En la Europa posmoderna se han apagado muchas ilusiones sobre la libertad y la democracia quizás porque se ha olvidado que "la libertad nace y se realiza en el corazón y el espíritu de los hombres"
El 5 de octubre de 1936 nacía en Praga el escritor y político checo Vaclav Havel, un hombre que ha dejado una profunda huella en la historia europea del siglo XX. La geografía, la historia y la cultura dieron la razón a su rebeldía frente a la división artificial del Viejo Continente, pero su voz y sus escritos no sólo representan la crónica de un tiempo heroico. Son una llamada a la continua búsqueda de la verdad y un convencimiento de que las auténticas reformas sociales, más allá de los líderes y programas políticos, se construyen en el interior de cada persona
El pensamiento de Havel sigue siendo actual en un mundo en crisis, aunque ni siquiera ella nos ha librado de la extendida creencia de que somos omniscientes y autosuficientes y de que podemos predecir el destino del hombre y del mundo, tal y como denunciara el escritor, el año pasado, en el Foro 2000 de Praga [una conferencia anual, ideada por el mismo Havel, que reúne a personalidades de todo el mundo para analizar la problemática mundial]. Aunque Havel no sea pródigo en discursos, nos sigue hablando a través de su obra, especialmente el teatro, que nació de su convicción de que una vida en continua espera no es una auténtica vida.
Era cierto bajo el régimen comunista, pendiente del advenimiento de la sociedad sin clases, y lo es en la sociedad consumista de masas, con sus nuevas formas de soledad, y en la que se vive esperando un futuro mejor que el presente, y que acaso se espera conseguir en el fin de semana, las vacaciones, o con la visita a un centro comercial. No es difícil concluir que una vida en espera es una vida sin libertad, desde el momento en que el presente pesa más que una losa y la imaginación se dispara hacia efímeros sueños de futuro. Lo peor de una vida en espera es que es una vida sin esperanza, llena de miedo y angustia que pueden aflorar en el comunismo o en el poscomunismo.
¿Por qué en la Europa posmoderna, occidental u oriental, se han apagado muchas ilusiones sobre la libertad y la democracia? Quizás porque se ha olvidado, como decía Havel en el lejano 1976, en declaraciones a una revista francesa de teatro, que «la libertad nace y se realiza en el corazón y el espíritu de los hombres».

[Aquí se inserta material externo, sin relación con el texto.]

pub mod events;
pub mod series;
pub mod handle;

use std::sync::Arc;

use tracing::{debug, info};

use crate::error::StoreError;
use crate::form::validate_event_fields;
use crate::standings::ranking::{self, TickRng};

pub use events::{EventId, EventFields, EventDefinition, GuidelineSection, Criterion};
pub use series::{Series, SeriesData, StatCard, User, RulesDocument};
pub use handle::{StoreHandle, SharedStore};

/// One immutable value of the whole dashboard state.
///
/// Every mutator borrows the current snapshot and returns a new one. Parts
/// the mutation does not touch (other series, other events, the rules
/// document, ...) are shared with the old snapshot through `Arc`.
#[derive(Debug, Clone)]
pub struct EventSeriesStore {
    series: Arc<Vec<Series>>,
    selected: usize,
    revision: u64,
    last_event_id: EventId,
}

/// Result of an update or delete. `applied` is false when no event had the
/// requested id, in which case `store` is the unchanged snapshot.
#[derive(Debug, Clone)]
pub struct Mutation {
    pub store: EventSeriesStore,
    pub applied: bool,
}

impl EventSeriesStore {
    pub fn new(series: Vec<Series>, selected: &str) -> Result<Self, StoreError> {
        let selected = series
            .iter()
            .position(|s| s.name == selected)
            .ok_or_else(|| StoreError::UnknownSeries(selected.to_string()))?;
        let last_event_id = series
            .iter()
            .flat_map(|s| s.data.events.iter())
            .map(|e| e.id)
            .max()
            .unwrap_or(0);

        Ok(EventSeriesStore {
            series: Arc::new(series),
            selected,
            revision: 0,
            last_event_id,
        })
    }

    pub fn series_names(&self) -> Vec<&str> {
        self.series.iter().map(|s| s.name.as_str()).collect()
    }

    pub fn series(&self, name: &str) -> Option<&Arc<SeriesData>> {
        self.series.iter().find(|s| s.name == name).map(|s| &s.data)
    }

    pub fn selected_name(&self) -> &str {
        &self.series[self.selected].name
    }

    pub fn selected(&self) -> &Arc<SeriesData> {
        &self.series[self.selected].data
    }

    /// Bumped by every mutation that changed something
    pub fn revision(&self) -> u64 {
        self.revision
    }

    pub fn find_event(&self, id: EventId) -> Option<&Arc<EventDefinition>> {
        self.selected().events.iter().find(|e| e.id == id)
    }

    pub fn select(&self, name: &str) -> Result<Self, StoreError> {
        let selected = self
            .series
            .iter()
            .position(|s| s.name == name)
            .ok_or_else(|| StoreError::UnknownSeries(name.to_string()))?;
        if selected == self.selected {
            return Ok(self.clone());
        }
        info!(series = name, "Selected series changed");
        Ok(EventSeriesStore {
            selected,
            revision: self.revision + 1,
            ..self.clone()
        })
    }

    /// Validates, assigns a fresh id and appends to the selected series.
    /// The id is greater than any id this store has ever held, so back to
    /// back calls never collide.
    pub fn add_event(&self, fields: EventFields) -> Result<(Self, Arc<EventDefinition>), StoreError> {
        validate_event_fields(&fields)?;

        let id = self.last_event_id + 1;
        let event = Arc::new(EventDefinition::new(id, fields));

        let current = self.selected();
        let mut events = Vec::with_capacity(current.events.len() + 1);
        events.extend(current.events.iter().cloned());
        events.push(event.clone());

        let mut next = self.with_selected(SeriesData {
            events: Arc::new(events),
            ..SeriesData::clone(current)
        });
        next.last_event_id = id;
        info!(id, name = %event.fields.name, series = self.selected_name(), "Event added");
        Ok((next, event))
    }

    /// Replaces the event with the same id. Unknown ids leave the store as is.
    pub fn update_event(&self, updated: EventDefinition) -> Mutation {
        let current = self.selected();
        let Some(index) = current.events.iter().position(|e| e.id == updated.id) else {
            debug!(id = updated.id, "Update ignored, no such event");
            return self.unchanged();
        };

        let id = updated.id;
        let mut events: Vec<Arc<EventDefinition>> = current.events.iter().cloned().collect();
        events[index] = Arc::new(updated);
        info!(id, series = self.selected_name(), "Event updated");
        Mutation {
            store: self.with_selected(SeriesData {
                events: Arc::new(events),
                ..SeriesData::clone(current)
            }),
            applied: true,
        }
    }

    /// Removes the event with this id. Unknown ids leave the store as is.
    pub fn delete_event(&self, id: EventId) -> Mutation {
        let current = self.selected();
        if !current.events.iter().any(|e| e.id == id) {
            debug!(id, "Delete ignored, no such event");
            return self.unchanged();
        }

        let events: Vec<Arc<EventDefinition>> = current
            .events
            .iter()
            .filter(|e| e.id != id)
            .cloned()
            .collect();
        info!(id, series = self.selected_name(), "Event deleted");
        Mutation {
            store: self.with_selected(SeriesData {
                events: Arc::new(events),
                ..SeriesData::clone(current)
            }),
            applied: true,
        }
    }

    /// One live-score tick on the selected series' leaderboard
    pub fn tick_leaderboard<R: TickRng + ?Sized>(&self, rng: &mut R) -> Self {
        let current = self.selected();
        if current.leaderboard.is_empty() {
            return self.clone();
        }
        let leaderboard = ranking::tick(&current.leaderboard, rng);
        self.with_selected(SeriesData {
            leaderboard: Arc::new(leaderboard),
            ..SeriesData::clone(current)
        })
    }

    fn unchanged(&self) -> Mutation {
        Mutation {
            store: self.clone(),
            applied: false,
        }
    }

    /// New snapshot with the selected series' data replaced
    fn with_selected(&self, data: SeriesData) -> Self {
        let data = Arc::new(data);
        let series: Vec<Series> = self
            .series
            .iter()
            .enumerate()
            .map(|(i, s)| {
                if i == self.selected {
                    Series {
                        name: s.name.clone(),
                        data: data.clone(),
                    }
                } else {
                    s.clone()
                }
            })
            .collect();

        EventSeriesStore {
            series: Arc::new(series),
            selected: self.selected,
            revision: self.revision + 1,
            last_event_id: self.last_event_id,
        }
    }
}

#[cfg(test)]
mod tests {
    use super::*;
    use crate::standings::ranking::tests::FixedPick;
    use crate::standings::TeamRecord;

    fn fields(name: &str, category: &str) -> EventFields {
        EventFields {
            name: name.to_string(),
            category: category.to_string(),
            participants: "1".to_string(),
            officer: "Yesha".to_string(),
            ..Default::default()
        }
    }

    fn sample_store() -> EventSeriesStore {
        let events = vec![
            Arc::new(EventDefinition::new(1, fields("Joker Flag", "Joker Flag"))),
            Arc::new(EventDefinition::new(4, fields("Cheer Dance", "CIT Quest"))),
        ];
        let leaderboard = vec![TeamRecord::new(1, "A", 100), TeamRecord::new(2, "B", 90)];
        let main = SeriesData {
            events: Arc::new(events),
            leaderboard: Arc::new(leaderboard),
            ..Default::default()
        };
        EventSeriesStore::new(
            vec![
                Series { name: "i3 Day".to_string(), data: Arc::new(main) },
                Series { name: "Campus Clash".to_string(), data: Arc::new(SeriesData::default()) },
            ],
            "i3 Day",
        )
        .unwrap()
    }

    #[test]
    fn test_new_rejects_unknown_selection() {
        let err = EventSeriesStore::new(Vec::new(), "Nope").unwrap_err();
        assert_eq!(err, StoreError::UnknownSeries("Nope".to_string()));
    }

    #[test]
    fn test_add_event_assigns_unique_ids_and_appends() {
        let store = sample_store();
        let (store, first) = store.add_event(fields("Chess", "Table Masters")).unwrap();
        let (store, second) = store.add_event(fields("Debate", "Mindscape")).unwrap();

        assert_ne!(first.id, second.id);
        assert!(first.id > 4);
        let names: Vec<&str> = store.selected().events.iter().map(|e| e.fields.name.as_str()).collect();
        assert_eq!(names, vec!["Joker Flag", "Cheer Dance", "Chess", "Debate"]);
    }

    #[test]
    fn test_ids_not_reused_after_delete() {
        let store = sample_store();
        let (store, added) = store.add_event(fields("Chess", "Table Masters")).unwrap();
        let store = store.delete_event(added.id).store;
        let (_, again) = store.add_event(fields("Chess", "Table Masters")).unwrap();
        assert!(again.id > added.id);
    }

    #[test]
    fn test_add_event_blank_name_is_validation_error() {
        let store = sample_store();
        let mut bad = fields("", "X");
        bad.participants = "1".to_string();
        bad.officer = "Y".to_string();

        let err = store.add_event(bad).unwrap_err();
        assert!(matches!(err, StoreError::Validation { ref missing } if missing == &vec!["name"]));
        assert_eq!(store.selected().events.len(), 2);
        assert_eq!(store.revision(), 0);
    }

    #[test]
    fn test_add_event_leaves_input_snapshot_untouched() {
        let store = sample_store();
        let before_events = store.selected().events.clone();
        let (next, _) = store.add_event(fields("Chess", "Table Masters")).unwrap();

        assert!(Arc::ptr_eq(&before_events, &store.selected().events));
        assert_eq!(store.selected().events.len(), 2);
        // untouched branches are shared
        assert!(Arc::ptr_eq(&store.selected().leaderboard, &next.selected().leaderboard));
        assert!(Arc::ptr_eq(
            store.series("Campus Clash").unwrap(),
            next.series("Campus Clash").unwrap()
        ));
        assert!(Arc::ptr_eq(&store.selected().events[0], &next.selected().events[0]));
    }

    #[test]
    fn test_update_replaces_matching_event() {
        let store = sample_store();
        let mut edited = EventDefinition::clone(store.find_event(4).unwrap());
        edited.fields.officer = "Sean".to_string();

        let result = store.update_event(edited);
        assert!(result.applied);
        assert_eq!(result.store.find_event(4).unwrap().fields.officer, "Sean");
        assert_eq!(store.find_event(4).unwrap().fields.officer, "Yesha");
        assert!(Arc::ptr_eq(&store.selected().events[0], &result.store.selected().events[0]));
    }

    #[test]
    fn test_update_and_delete_unknown_id_are_noops() {
        let store = sample_store();
        let ghost = EventDefinition::new(999, fields("Ghost", "None"));

        let updated = store.update_event(ghost);
        assert!(!updated.applied);
        assert_eq!(updated.store.selected().events, store.selected().events);
        assert!(Arc::ptr_eq(&updated.store.selected().events, &store.selected().events));
        assert_eq!(updated.store.revision(), store.revision());

        let deleted = store.delete_event(999);
        assert!(!deleted.applied);
        assert_eq!(deleted.store.selected().events, store.selected().events);
    }

    #[test]
    fn test_delete_removes_matching_event() {
        let store = sample_store();
        let result = store.delete_event(1);
        assert!(result.applied);
        assert!(result.store.find_event(1).is_none());
        assert_eq!(result.store.selected().events.len(), 1);
        assert_eq!(store.selected().events.len(), 2);

        // the surviving event and untouched branches are shared, not copied
        assert!(Arc::ptr_eq(&store.selected().events[1], &result.store.selected().events[0]));
        assert!(Arc::ptr_eq(&store.selected().leaderboard, &result.store.selected().leaderboard));
        assert!(Arc::ptr_eq(
            store.series("Campus Clash").unwrap(),
            result.store.series("Campus Clash").unwrap()
        ));
        assert!(!Arc::ptr_eq(&store.selected().events, &result.store.selected().events));
    }

    #[test]
    fn test_mutations_scope_to_selected_series() {
        let store = sample_store().select("Campus Clash").unwrap();
        let (store, added) = store.add_event(fields("Relay", "Track")).unwrap();
        assert_eq!(store.selected().events.len(), 1);
        assert_eq!(store.series("i3 Day").unwrap().events.len(), 2);
        assert!(added.id > 4);

        // id 1 lives in another series
        assert!(!store.delete_event(1).applied);
    }

    #[test]
    fn test_select_unknown_series_fails() {
        let store = sample_store();
        assert!(store.select("Intramurals").is_err());
        assert_eq!(store.selected_name(), "i3 Day");
        assert_eq!(store.select("i3 Day").unwrap().revision(), 0);
    }

    #[test]
    fn test_tick_leaderboard_only_touches_leaderboard() {
        let store = sample_store();
        let next = store.tick_leaderboard(&mut FixedPick { index: 1, delta: 15 });

        let board = &next.selected().leaderboard;
        assert_eq!(board[0].name, "B");
        assert_eq!(board[0].score, 105);
        assert!(board[0].live);
        assert!(Arc::ptr_eq(&store.selected().events, &next.selected().events));
        assert_eq!(store.selected().leaderboard[0].name, "A");
        assert_eq!(next.revision(), store.revision() + 1);
    }

    #[test]
    fn test_tick_on_empty_leaderboard_is_noop() {
        let store = sample_store().select("Campus Clash").unwrap();
        let next = store.tick_leaderboard(&mut FixedPick { index: 0, delta: 5 });
        assert!(next.selected().leaderboard.is_empty());
        assert_eq!(next.revision(), store.revision());
    }
}
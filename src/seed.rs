use std::sync::Arc;

use crate::error::StoreError;
use crate::role::Role;
use crate::standings::types::{CriterionScore, Demerit, EventScore, Merit, Scorecard, TeamDetails, TeamRecord};
use crate::store::series::{
    BasePoints, DemeritDeduction, HouseRuleSection, LeaderRole, MeritPoints, PlacementPoints, ScoringRules,
    TeamColor, TeamFormation, TeamNaming,
};
use crate::store::{
    Criterion, EventDefinition, EventFields, EventSeriesStore, GuidelineSection, RulesDocument, Series, SeriesData,
    StatCard, User,
};

pub const MAIN_SERIES: &str = "i3 Day | Clash of Cards";
pub const SERIES_NAMES: [&str; 3] = [MAIN_SERIES, "Campus Clash", "Intramurals"];

/// The mock profile shown for each role
pub fn mock_user(role: Role) -> User {
    let (id, name, email, avatar) = match role {
        Role::User => (1, "Alex Johnson", "alex.j@sims.demo", "user1"),
        Role::Officer => (2, "Brenda Smith", "brenda.s@sims.demo", "user2"),
        Role::Admin => (3, "Chris Lee", "chris.l@sims.demo", "user3"),
    };
    User {
        id,
        name: name.to_string(),
        email: email.to_string(),
        role,
        avatar: format!("https://i.pravatar.cc/150?u={}", avatar),
    }
}

pub fn mock_users() -> Vec<User> {
    Role::ALL.iter().map(|&role| mock_user(role)).collect()
}

/// Fresh dashboard state with the given series selected
pub fn initial_store(selected: &str) -> Result<EventSeriesStore, StoreError> {
    let series: Vec<Series> = SERIES_NAMES
        .iter()
        .map(|&name| Series {
            name: name.to_string(),
            data: Arc::new(if name == MAIN_SERIES { main_series() } else { SeriesData::default() }),
        })
        .collect();

    EventSeriesStore::new(series, selected)
}

fn main_series() -> SeriesData {
    SeriesData {
        stat_cards: Arc::new(vec![
            stat_card("Midnight Spades", "2850", 43.5, "bg-blue-500"),
            stat_card("Scarlet Hearts", "2400", 22.1, "bg-red-500"),
            stat_card("Emerald Clover", "1980", -5.8, "bg-green-500"),
            stat_card("Glacier Diamonds", "1850", 10.3, "bg-sky-500"),
        ]),
        leaderboard: Arc::new(leaderboard()),
        events: Arc::new(events().into_iter().map(Arc::new).collect()),
        top_players: Arc::new(mock_users()),
        rules: Some(Arc::new(rules())),
    }
}

fn stat_card(team: &str, points: &str, change: f64, color: &str) -> StatCard {
    StatCard {
        team: team.to_string(),
        points: points.to_string(),
        games: 14,
        change,
        color: color.to_string(),
    }
}

fn team(rank: u32, name: &str, score: i64, previous: [i64; 2], record: (u32, u32, u32), details: TeamDetails) -> TeamRecord {
    let (wins, losses, players) = record;
    TeamRecord {
        previous_scores: previous.to_vec(),
        wins,
        losses,
        players,
        details,
        ..TeamRecord::new(rank, name, score)
    }
}

fn merit(category: &str, points: i64, description: &str) -> Merit {
    Merit {
        category: category.to_string(),
        points,
        description: description.to_string(),
        updated_by: "Brenda Smith".to_string(),
    }
}

fn event_score(event_name: &str, placement: u32, base_points: i64, competition_points: i64, scorecard: Vec<Scorecard>) -> EventScore {
    EventScore {
        event_name: event_name.to_string(),
        placement,
        base_points,
        competition_points,
        scorecard,
    }
}

fn scorecard(judge: &str, scores: &[(&str, i64)]) -> Scorecard {
    Scorecard {
        judge: judge.to_string(),
        scores: scores
            .iter()
            .map(|(criteria, score)| CriterionScore { criteria: criteria.to_string(), score: *score })
            .collect(),
    }
}

fn leaderboard() -> Vec<TeamRecord> {
    let mut spades = team(
        1,
        "Midnight Spades",
        2850,
        [2800, 2750],
        (12, 2, 15),
        TeamDetails {
            merits: vec![
                merit("Attendance", 500, "Highest attendance"),
                merit("Sportsmanship", 50, "Fair play in Basketball"),
            ],
            demerits: vec![Demerit {
                reason: "Late for event".to_string(),
                points: 20,
                person: "John Doe".to_string(),
                updated_by: "Chris Lee".to_string(),
            }],
            event_scores: vec![
                event_score("Basketball", 1, 1500, 1500, vec![scorecard("Mr. Davison", &[("Offense", 90), ("Defense", 85)])]),
                event_score("Chess", 2, 1000, 800, vec![scorecard("Ms. Carol", &[("Strategy", 92), ("Speed", 78)])]),
            ],
        },
    );
    spades.live = true;

    vec![
        spades,
        team(
            2,
            "Scarlet Hearts",
            2400,
            [2420, 2350],
            (10, 4, 14),
            TeamDetails {
                merits: vec![merit("Discipline", 50, "Excellent cooperation")],
                demerits: Vec::new(),
                event_scores: vec![
                    event_score("Volleyball", 1, 1500, 1500, Vec::new()),
                    event_score("Debate", 3, 1200, 768, Vec::new()),
                ],
            },
        ),
        team(3, "Emerald Clover", 1980, [1950, 2000], (9, 5, 15), TeamDetails::default()),
        team(4, "Glacier Diamonds", 1850, [1800, 1820], (8, 6, 13), TeamDetails::default()),
    ]
}

fn criterion(name: &str, description: &str, points: f64) -> Criterion {
    Criterion {
        name: name.to_string(),
        description: description.to_string(),
        points,
    }
}

fn strings(items: &[&str]) -> Vec<String> {
    items.iter().map(|s| s.to_string()).collect()
}
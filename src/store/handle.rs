use std::sync::{Arc, Mutex, MutexGuard, PoisonError};

use chrono::{DateTime, Utc};

use super::EventSeriesStore;

pub type SharedStore = Arc<StoreHandle>;

struct Current {
    store: EventSeriesStore,
    changed_at: DateTime<Utc>,
}

/// Holds the single current snapshot. Mutators run while the lock is held,
/// so each read-then-replace is atomic with respect to other callers.
pub struct StoreHandle {
    current: Mutex<Current>,
}

impl StoreHandle {
    pub fn new(store: EventSeriesStore) -> Self {
        StoreHandle {
            current: Mutex::new(Current {
                store,
                changed_at: Utc::now(),
            }),
        }
    }

    pub fn shared(store: EventSeriesStore) -> SharedStore {
        Arc::new(Self::new(store))
    }

    pub fn snapshot(&self) -> EventSeriesStore {
        self.lock().store.clone()
    }

    /// Snapshot plus the time it last changed
    pub fn snapshot_with_time(&self) -> (EventSeriesStore, DateTime<Utc>) {
        let current = self.lock();
        (current.store.clone(), current.changed_at)
    }

    /// Replaces the snapshot with the one `f` derives from it
    pub fn apply<T>(&self, f: impl FnOnce(&EventSeriesStore) -> (EventSeriesStore, T)) -> T {
        let mut current = self.lock();
        let (next, out) = f(&current.store);
        Self::replace(&mut current, next);
        out
    }

    /// Like `apply`, but a failing `f` leaves the snapshot untouched
    pub fn try_apply<T, E>(
        &self,
        f: impl FnOnce(&EventSeriesStore) -> Result<(EventSeriesStore, T), E>,
    ) -> Result<T, E> {
        let mut current = self.lock();
        let (next, out) = f(&current.store)?;
        Self::replace(&mut current, next);
        Ok(out)
    }

    fn replace(current: &mut Current, next: EventSeriesStore) {
        if next.revision() != current.store.revision() {
            current.changed_at = Utc::now();
        }
        current.store = next;
    }

    // The snapshot is swapped in one assignment, so a poisoned lock still
    // guards a consistent value.
    fn lock(&self) -> MutexGuard<'_, Current> {
        self.current.lock().unwrap_or_else(PoisonError::into_inner)
    }
}

#[cfg(test)]
mod tests {
    use super::*;
    use crate::error::StoreError;
    use crate::seed::{initial_store, MAIN_SERIES};

    #[test]
    fn test_apply_replaces_snapshot() {
        let handle = StoreHandle::new(initial_store(MAIN_SERIES).unwrap());
        let before = handle.snapshot();

        let applied = handle.apply(|store| {
            let result = store.delete_event(1);
            (result.store, result.applied)
        });
        assert!(applied);
        assert!(handle.snapshot().find_event(1).is_none());
        // the earlier snapshot is a separate value
        assert!(before.find_event(1).is_some());
    }

    #[test]
    fn test_failed_try_apply_keeps_snapshot() {
        let handle = StoreHandle::new(initial_store(MAIN_SERIES).unwrap());
        let (_, changed_at) = handle.snapshot_with_time();

        let result: Result<(), StoreError> = handle.try_apply(|store| {
            let next = store.select("No Such Series")?;
            Ok((next, ()))
        });
        assert!(result.is_err());
        let (store, after) = handle.snapshot_with_time();
        assert_eq!(store.revision(), 0);
        assert_eq!(after, changed_at);
    }
}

Nuestro autor no creía en la libertad impuesta por decreto gubernamental, y sólo confiaba en la decencia, el sentido de la justicia y en la verdad que él mismo y sus conciudadanos podían descubrir en el interior de sus conciencias, pese a todos los condicionantes psicológicos y materiales. De ahí que la filosofía de Havel sea una filosofía de lucha interior, una llamada a la lucha contra esa espera ociosa en la vida que equivale a la negación de la propia existencia. Y la mejor forma de sacudir las conciencias de sus contemporáneos sería el teatro, instrumento de introspección de la sociedad y de llevar al escenario aquellas cuestiones que las personas no siempre se atreven a plantearse a sí mismas.
Algunos críticos redujeron la obra de Havel a una variante checa del teatro del absurdo, con antecedentes en Kafka, y algunos diálogos y situaciones avalarían esta tesis, pero ciertos personajes suyos nos hablan con suma claridad, pese a las situaciones límite a las que se enfrentan y a la impresión de que el poder totalitario está ganando la última partida. Un ejemplo es el Max de La gran rueda, al proclamar que «el hombre sólo es él mismo por medio de sus relaciones con los demás y, sobre todo, a través del amor». Nos dice, además, que lo realmente alienante no es lo que proclaman los dogmas filosóficos y políticos. Más alienante es el orgullo que arroja al hombre a una soledad vacía en la que es imposible identificarle.
En el teatro de Havel asistimos, además, a la dificultad de seguir los dictados de una recta conciencia. Lo vemos en la pieza en un acto La inauguración, estrenada en Viena en 1975, en la que el matrimonio formado por Vera y Michael, miembros del Partido que viven en un espacioso apartamento repleto de antigüedades y muebles modernos, intenta halagar a Ferdinand, un intelectual que ha sido relegado al trabajo en una fábrica de cerveza. Le hacen ver que, si se postra ante el régimen, podrá disfrutar de sus mismos privilegios, incluido permisos para viajar al extranjero. Le invitan a llevar a una "existencia ordenada, sana y razonable". Ferdinand es hombre de pocas palabras, pero irrita a sus amigos cuando les dice que se va a casa. Este acto de dignidad dura poco tiempo, pues no puede soportar que se le tache de ingrato y egoísta. Terminará por sentarse, vacilante, en un sillón mientras sus amigos ponen música. Es la tragedia de una conciencia derrotada por el miedo.